As I reflect back on this adventure, the price tag for it seems to be steadily increasing, even still. I know it took its toll on the Dodge, I'm still in the process of solving the mystery of the fuel pressure problem, hopes are high that the new fuel pressure regulator will solve it once and for all, I'd really hate to have to cancel my last camping trip of the year to Nehema Bay, Oregon.
Anyway, I left off in my tale with us having finished our visitations to ToM and the annoying puzzle of how in the fark to get out onto the spit at the mouth of Klamath River.
I pick up, today, with our second day of adventure from our stay at Elk Prairie State Park.
Now, there's a really good reason why they call it Elk Prairie. I figured that there was occasional sightings of Elk at some times of the year, and that my chances of ever seeing one was remote.
Boy was I wrong....
I'm guessing we were getting close to mating season, if not already in it. I do know that the California hunting season had already begun at this point and the elk were in migration of some sort.

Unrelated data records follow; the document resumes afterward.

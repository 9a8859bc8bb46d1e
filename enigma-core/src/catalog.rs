//! Rotor and reflector catalog — the Enigma I wheel set.
//!
//! Model names map to enum variants once, at the edge (`FromStr`).
//! Everything past that point is typed; no string dispatch.
//!
//! ## Notch convention
//! [`RotorModel::notch`] is the window letter a rotor shows *after* the
//! step that carries its neighbour (turnover letter plus one). The
//! stepping logic compares a rotor's new position against it.
//!
//! | Rotor | Turnover | Notch |
//! |-------|----------|-------|
//! | I     | Q → R    | R     |
//! | II    | E → F    | F     |
//! | III   | V → W    | W     |
//! | IV    | J → K    | K     |
//! | V     | Z → A    | A     |

use std::fmt;
use std::str::FromStr;

use crate::errors::ModelError;

/// Catalog rotors.
#[derive(Debug, Clone, Copy, PartialEq, Eq, Hash)]
#[cfg_attr(feature = "serde", derive(serde::Serialize, serde::Deserialize))]
pub enum RotorModel {
    I,
    II,
    III,
    IV,
    V,
}

impl RotorModel {
    pub const ALL: [RotorModel; 5] = [
        RotorModel::I,
        RotorModel::II,
        RotorModel::III,
        RotorModel::IV,
        RotorModel::V,
    ];

    pub fn name(self) -> &'static str {
        match self {
            RotorModel::I => "I",
            RotorModel::II => "II",
            RotorModel::III => "III",
            RotorModel::IV => "IV",
            RotorModel::V => "V",
        }
    }

    pub fn wiring(self) -> &'static str {
        match self {
            RotorModel::I => "EKMFLGDQVZNTOWYHXUSPAIBRCJ",
            RotorModel::II => "AJDKSIRUXBLHWTMCQGZNPYFVOE",
            RotorModel::III => "BDFHJLCPRTXVZNYEIWGAKMUSQO",
            RotorModel::IV => "ESOVPZJAYQUIRHXLNFTGKDCMWB",
            RotorModel::V => "VZBRGITYUPSDNHLXAWMJQOFECK",
        }
    }

    pub fn notch(self) -> char {
        match self {
            RotorModel::I => 'R',
            RotorModel::II => 'F',
            RotorModel::III => 'W',
            RotorModel::IV => 'K',
            RotorModel::V => 'A',
        }
    }
}

impl FromStr for RotorModel {
    type Err = ModelError;

    fn from_str(s: &str) -> Result<Self, Self::Err> {
        RotorModel::ALL
            .into_iter()
            .find(|m| m.name() == s)
            .ok_or_else(|| ModelError::UnknownRotor(s.to_string()))
    }
}

impl fmt::Display for RotorModel {
    fn fmt(&self, f: &mut fmt::Formatter<'_>) -> fmt::Result {
        f.write_str(self.name())
    }
}

/// Catalog reflectors (wide B and C).
#[derive(Debug, Clone, Copy, PartialEq, Eq, Hash)]
#[cfg_attr(feature = "serde", derive(serde::Serialize, serde::Deserialize))]
pub enum ReflectorModel {
    B,
    C,
}

impl ReflectorModel {
    pub const ALL: [ReflectorModel; 2] = [ReflectorModel::B, ReflectorModel::C];

    pub fn name(self) -> &'static str {
        match self {
            ReflectorModel::B => "B",
            ReflectorModel::C => "C",
        }
    }

    pub fn wiring(self) -> &'static str {
        match self {
            ReflectorModel::B => "YRUHQSLDPXNGOKMIEBFZCWVJAT",
            ReflectorModel::C => "FVPJIAOYEDRZXWGCTKUQSBNMHL",
        }
    }
}

impl FromStr for ReflectorModel {
    type Err = ModelError;

    fn from_str(s: &str) -> Result<Self, Self::Err> {
        ReflectorModel::ALL
            .into_iter()
            .find(|m| m.name() == s)
            .ok_or_else(|| ModelError::UnknownReflector(s.to_string()))
    }
}

impl fmt::Display for ReflectorModel {
    fn fmt(&self, f: &mut fmt::Formatter<'_>) -> fmt::Result {
        f.write_str(self.name())
    }
}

Behind me at the time these pictures were being taken is another part of the prairie, namely the Ranger's housing. In the field over there was probably 5-8 cows (female elk). Two of the bulls were about 50 yards away, very casually dueling each other with their antlers over... something, I'm not certain if it was the females, there was defintely one bull Elk I'd call the alpha male that was pretty much keeping the females to himself.
Now this bugger here, he decided I was far more interesting than the elk he was dueling at that point and casually trotted over. The three pictures above were taken from about 5-10 feet away. This bloke just strolled up and posed! Just stood there, going "I'm ready for my closeup Mr. Seville."
Scared the living tar out of me. First time I see a live elk in my life and the buggers decide to be social... What do I do? Big as bugger elk walking up to me, whole lotta pointy bits sticking out of its head and it giving me the eye? I stand there and go "Derr... pretty elk, must take pictures!", rather than back away more and keep my distance.
I'd say, judging by how it was handling the mob that had formed by this point, these elk are very familiar with humans.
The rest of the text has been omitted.